What is Preeclampsia?
Preeclampsia is one of the most common birth complications in the United States. In fact, 1 out every 20 women develop it. Preeclampsia occurs when there is a rise in blood pressure during pregnancy, and is often marked by signs of damage to organs. It generally starts around the 20th week of pregnancy. Preeclampsia should be treated seriously, as even a slight rise in blood pressure may lead to life-threatening conditions.
There are a number of symptoms associated with preeclampsia,yet in some instances, it will develop without the mother noticing any symptoms at all. Consequently, it’s imperative to monitor blood pressure throughout pregnancy. Mayo Clinic suggests that blood pressure that’s 140/90 or higher is abnormal.
Symptoms and signs to look out for include:
- Breath shortness
- Edema (swelling in the hands and face)
- Nausea, sometimes accompanied with vomiting
- Poor liver function
- Excessive protein in the urine
- Pain below the rib cage
- Severe headaches
- Blurry vision
Risk Factors Associated with Preeclampsia
There are quite a few risk factors that heightens a pregnant woman’s risk of developing preeclampsia, including:
- Maternal age of 40 or older
- Previous pregnancies with preeclampsia
- Maternal obesity
- Carrying more than one infant
- A pregnancy with a different partner than previous pregnancies
When preeclampsia occurs, both mother and infant are at risk for serious health complications, including:
- Placental abruption
- Eclampsia (preeclampsia accompanied with seizures)
- HELLP (hemolysis elevated liver enzymes)
- Poor blood flow to the placenta, which can result in oxygen deprivation at birth
- Increased risk of developing heart and blood vessel diseases
Is There a Cure for Preeclampsia?
There is not currently a cure for preeclampsia aside from delivery. If you have preeclampsia, the best treatment is usually relegated to a lack of strenuous activity, often bed rest. Medications, such as antihypertensives, corticosteroids and anticonvulsants may also be prescribed.
In severe cases of preeclampsia, the mother will often be scheduled for a Cesarean section (c-section). Mothers who are diagnosed with preeclampsia towards the end of pregnancy, when the infant is viable, may have induced labor if a C-section is not necessary. This is so that the child stays as healthy as possible and doesn’t go into fetal distress. If labor isn’t treated carefully, the child can develop physical and neurological problems, and may have special needs well into childhood.

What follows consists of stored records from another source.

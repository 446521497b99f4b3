//! Statement dashboard pages.
//!
//! `build_statement_page` is a pure function of the table, the request and the
//! settings: no state survives between calls.

use finboard_core::aggregate::{self, distinct_ids, mean, top_n, total};
use finboard_core::display::{Axis, BarMode, ChartKind, ChartSpec, DeltaColor, MetricDisplay};
use finboard_core::format::{count, currency, percent, percent_opt};
use finboard_core::record::USER_ID_COLUMN;
use finboard_core::{select, FinancialRecord, FinancialTable, Metric, Selection, View};

use crate::config::StatementSettings;
use crate::page::{Page, Section, Tab};
use crate::DashboardError;

const DONUT_HOLE: f64 = 0.4;

/// Request-scoped inputs for one statement render.
#[derive(Debug, Clone, PartialEq, Eq)]
pub struct StatementRequest {
    pub selection: Selection,
}

impl StatementRequest {
    pub fn overview() -> Self {
        Self {
            selection: Selection::Overview,
        }
    }

    pub fn entity(id: impl Into<String>) -> Self {
        Self {
            selection: Selection::Entity(id.into()),
        }
    }
}

/// Build the page for a selection: overview or single-user drill-down.
pub fn build_statement_page(
    table: &FinancialTable,
    request: &StatementRequest,
    settings: &StatementSettings,
) -> Result<Page, DashboardError> {
    let page = match select(table, &request.selection)? {
        View::Aggregate(table) => overview_page(table, settings),
        View::Entity(record) => drilldown_page(table, record),
    };
    page.validate()?;
    tracing::debug!(
        selection = %request.selection,
        tabs = page.tabs.len(),
        charts = page.charts().count(),
        "built statement page"
    );
    Ok(page)
}

// ── Overview ─────────────────────────────────────────────────────────

fn overview_page(table: &FinancialTable, settings: &StatementSettings) -> Page {
    Page::new("Dashboard Overview: All Users")
        .tab(key_metrics_tab(table, settings))
        .tab(profitability_tab(table))
        .tab(balance_sheet_tab(table, settings))
}

fn key_metrics_tab(table: &FinancialTable, settings: &StatementSettings) -> Tab {
    let kpis = vec![
        MetricDisplay::new("Total Revenue", currency(total(table, Metric::Revenue))),
        MetricDisplay::new("Total Assets", currency(total(table, Metric::TotalAssets))),
        MetricDisplay::new(
            "Avg. Net Profit Margin",
            percent_opt(mean(table, Metric::NetProfitMargin)),
        ),
        MetricDisplay::new("Total Users", count(distinct_ids(table))),
    ];

    let histogram = ChartSpec::new(
        ChartKind::Histogram {
            bins: settings.histogram_bins,
        },
        "Revenue Frequency",
    )
    .x(Axis::numbers(
        Metric::Revenue.column_name(),
        aggregate::column(table, Metric::Revenue),
    ));

    let n = settings.top_revenue_users;
    let top = top_n(table, Metric::Revenue, n);
    let pie = ChartSpec::new(
        ChartKind::Pie { hole: 0.0 },
        format!("Revenue Contribution by Top {n} Users"),
    )
    .x(id_axis(&top))
    .y(metric_axis(&top, Metric::Revenue));

    Tab::new("Key Metrics & Distributions")
        .section(Section::new("Key Performance Indicators").metrics(kpis))
        .section(
            Section::new("Data Distributions")
                .chart(histogram)
                .chart(pie),
        )
}

fn profitability_tab(table: &FinancialTable) -> Tab {
    let spread = ChartSpec::new(ChartKind::Box, "Spread of Net Profit Margin").y(Axis::numbers(
        Metric::NetProfitMargin.column_name(),
        aggregate::column(table, Metric::NetProfitMargin),
    ));

    let scatter = ChartSpec::new(ChartKind::Scatter, "Profitability vs. Scale")
        .x(Axis::numbers(
            Metric::Revenue.column_name(),
            aggregate::column(table, Metric::Revenue),
        )
        .labelled("Total Revenue"))
        .y(Axis::numbers(
            Metric::NetProfit.column_name(),
            aggregate::column(table, Metric::NetProfit),
        )
        .labelled("Net Profit"));

    Tab::new("Profitability Analysis").section(
        Section::new("Profitability Analysis")
            .chart(spread)
            .chart(scatter),
    )
}

fn balance_sheet_tab(table: &FinancialTable, settings: &StatementSettings) -> Tab {
    let n = settings.top_asset_users;
    let top = top_n(table, Metric::TotalAssets, n);
    let bars = ChartSpec::new(
        ChartKind::Bar {
            mode: BarMode::Group,
        },
        "Assets vs. Liabilities",
    )
    .x(id_axis(&top))
    .y(metric_axis(&top, Metric::TotalAssets))
    .y(metric_axis(&top, Metric::TotalLiabilities));

    Tab::new("Balance Sheet Insights").section(
        Section::new(format!("Assets vs. Liabilities (Top {n} Users by Assets)")).chart(bars),
    )
}

fn id_axis(rows: &[&FinancialRecord]) -> Axis {
    Axis::labels(
        USER_ID_COLUMN,
        rows.iter().map(|r| r.user_id.clone()).collect(),
    )
}

fn metric_axis(rows: &[&FinancialRecord], metric: Metric) -> Axis {
    Axis::numbers(
        metric.column_name(),
        rows.iter().map(|r| r.get(metric)).collect(),
    )
}

// ── Drill-down ───────────────────────────────────────────────────────

fn drilldown_page(table: &FinancialTable, record: &FinancialRecord) -> Page {
    Page::new(format!("Financial Statement for User: {}", record.user_id))
        .tab(summary_tab(record))
        .tab(margin_tab(table, record))
        .tab(composition_tab(record))
}

fn summary_tab(record: &FinancialRecord) -> Tab {
    let money =
        |label: &str, metric: Metric| MetricDisplay::new(label, currency(record.get(metric)));

    let income = vec![
        money("Revenue", Metric::Revenue),
        money("COGS", Metric::Cogs),
        money("Gross Profit", Metric::GrossProfit),
        money("Net Profit", Metric::NetProfit),
    ];

    Tab::new("Financial Summary")
        .section(Section::new("Income Statement Highlights").metrics(income))
        .section(
            Section::new("Balance Sheet Summary")
                .lines(
                    money("Total Assets", Metric::TotalAssets),
                    vec![
                        money("Cash and Bank", Metric::CashAndBankBalance),
                        money("Accounts Receivable", Metric::AccountReceivables),
                    ],
                )
                .lines(
                    money("Total Liabilities", Metric::TotalLiabilities),
                    vec![
                        money("Accounts Payable", Metric::AccountPayables),
                        money("Wages Payable", Metric::WagesPayable),
                    ],
                ),
        )
}

fn margin_tab(table: &FinancialTable, record: &FinancialRecord) -> Tab {
    let ratio =
        |label: &str, metric: Metric| MetricDisplay::new(label, percent(record.get(metric)));
    let ratios = vec![
        ratio("Gross Profit Margin", Metric::GrossProfitMargin),
        ratio("Operating Expense Ratio", Metric::OperatingExpenseRatio),
        ratio("Net Profit Margin", Metric::NetProfitMargin),
    ];

    let avg = mean(table, Metric::NetProfitMargin);
    let mut average = MetricDisplay::new("Company Average Net Profit Margin", percent_opt(avg));
    if let Some(avg) = avg {
        let delta = record.net_profit_margin - avg;
        if delta.is_finite() {
            average = average.with_delta(format!("{delta:.2}% vs. Average"), DeltaColor::Inverse);
        }
    }

    Tab::new("Margin Analysis")
        .section(Section::new("Profitability Ratios").metrics(ratios))
        .section(Section::new("Net Profit Margin vs. Average").metrics(vec![average]))
}

fn composition_tab(record: &FinancialRecord) -> Tab {
    let donut = |title: &str, parts: [(&str, Metric); 4]| {
        ChartSpec::new(ChartKind::Pie { hole: DONUT_HOLE }, title)
            .x(Axis::labels(
                "Component",
                parts.iter().map(|(name, _)| name.to_string()).collect(),
            ))
            .y(Axis::numbers(
                "Value",
                parts.iter().map(|(_, m)| record.get(*m)).collect(),
            ))
    };

    let assets = donut(
        "Assets",
        [
            ("Cash/Bank", Metric::CashAndBankBalance),
            ("Receivables", Metric::AccountReceivables),
            ("Inventory", Metric::Inventory),
            ("Deposits/Advances", Metric::DepositsAdvancesPrepayments),
        ],
    );
    let liabilities = donut(
        "Liabilities",
        [
            ("Payables", Metric::AccountPayables),
            ("Wages", Metric::WagesPayable),
            ("Provisions", Metric::ProvisionsAccruals),
            ("Other", Metric::OtherPayables),
        ],
    );

    Tab::new("Asset & Liability Breakdown").section(
        Section::new("Composition Breakdown")
            .chart(assets)
            .chart(liabilities),
    )
}

#[cfg(test)]
mod tests {
    use super::*;
    use finboard_core::display::AxisValues;
    use finboard_core::ViewError;

    fn record(id: &str, revenue: f64, npm: f64, assets: f64) -> FinancialRecord {
        let mut values = [0.0; Metric::COUNT];
        values[0] = revenue;
        values[4] = npm;
        values[7] = assets;
        values[8] = assets / 2.0;
        FinancialRecord::from_values(id, values)
    }

    fn table() -> FinancialTable {
        FinancialTable::new(vec![
            record("A", 100.0, 10.0, 1_000.0),
            record("B", 300.0, 20.0, 5_000.0),
            record("C", 200.0, 30.0, 3_000.0),
        ])
    }

    fn page_for(request: StatementRequest) -> Result<Page, DashboardError> {
        build_statement_page(&table(), &request, &StatementSettings::default())
    }

    #[test]
    fn overview_kpis_are_formatted() {
        let page = page_for(StatementRequest::overview()).unwrap();
        assert_eq!(page.title, "Dashboard Overview: All Users");
        assert_eq!(page.tabs.len(), 3);
        assert_eq!(page.metric("Total Revenue").unwrap().value, "$600");
        assert_eq!(page.metric("Total Assets").unwrap().value, "$9,000");
        assert_eq!(page.metric("Avg. Net Profit Margin").unwrap().value, "20.00%");
        assert_eq!(page.metric("Total Users").unwrap().value, "3");
    }

    #[test]
    fn overview_top_n_charts_follow_settings() {
        let settings = StatementSettings {
            top_revenue_users: 2,
            top_asset_users: 1,
            histogram_bins: 5,
        };
        let page =
            build_statement_page(&table(), &StatementRequest::overview(), &settings).unwrap();
        let charts: Vec<_> = page.charts().collect();
        assert_eq!(charts.len(), 5);

        assert_eq!(charts[0].kind, ChartKind::Histogram { bins: 5 });

        let pie = charts[1];
        assert_eq!(pie.title, "Revenue Contribution by Top 2 Users");
        assert_eq!(
            pie.x.as_ref().unwrap().values,
            AxisValues::Labels(vec!["B".into(), "C".into()])
        );

        let bars = charts[4];
        assert_eq!(bars.y.len(), 2);
        assert_eq!(bars.y[0].values, AxisValues::Numbers(vec![5_000.0]));
        assert_eq!(bars.y[1].values, AxisValues::Numbers(vec![2_500.0]));
    }

    #[test]
    fn drilldown_shows_delta_against_average() {
        let page = page_for(StatementRequest::entity("C")).unwrap();
        assert_eq!(page.title, "Financial Statement for User: C");
        assert_eq!(page.metric("Revenue").unwrap().value, "$200");
        assert_eq!(page.metric("Net Profit Margin").unwrap().value, "30.00%");

        let avg = page.metric("Company Average Net Profit Margin").unwrap();
        assert_eq!(avg.value, "20.00%");
        let delta = avg.delta.as_ref().unwrap();
        assert_eq!(delta.text, "10.00% vs. Average");
        assert_eq!(delta.color, DeltaColor::Inverse);
    }

    #[test]
    fn drilldown_donuts_have_four_components() {
        let page = page_for(StatementRequest::entity("A")).unwrap();
        let donuts: Vec<_> = page.charts().collect();
        assert_eq!(donuts.len(), 2);
        for donut in donuts {
            assert_eq!(donut.kind, ChartKind::Pie { hole: 0.4 });
            assert_eq!(donut.point_count(), 4);
        }
    }

    #[test]
    fn unknown_user_surfaces_not_found() {
        let err = page_for(StatementRequest::entity("Z")).unwrap_err();
        assert!(matches!(err, DashboardError::View(ViewError::NotFound { .. })));
    }

    #[test]
    fn empty_table_overview_renders() {
        let page = build_statement_page(
            &FinancialTable::default(),
            &StatementRequest::overview(),
            &StatementSettings::default(),
        )
        .unwrap();
        assert_eq!(page.metric("Total Revenue").unwrap().value, "$0");
        assert_eq!(page.metric("Avg. Net Profit Margin").unwrap().value, "n/a");
        assert_eq!(page.metric("Total Users").unwrap().value, "0");
    }
}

How is Preeclampsia Related to Cerebral Palsy?
There is still much about cerebral palsy that doctors don’t quite understand. However, studies indicate that mothers who have preeclampsia are more likely to have children with cerebral palsy if the infant is born prematurely. In some cases, preeclampsia causes mothers to go into labor early, delivering babies that are born at 37 weeks or earlier.
Doctors don’t quite know if preeclampsia causes cerebral palsy, but research suggests that mothers who deliver babies between the gestational ages of 32 and 36 weeks are almost five times more likely to have babies who develop cerebral palsy.
Although there isn’t a cure yet for preeclampsia, there are few preventative tips that can help mothers control the risk of developing it, including taking a daily low-dose aspirin and taking calcium supplements daily. In addition, it’s always a good idea to limit salt intake during pregnancy and to eat as healthy as possible. However, before taking any medications and vitamins, always consult your physician beforehand.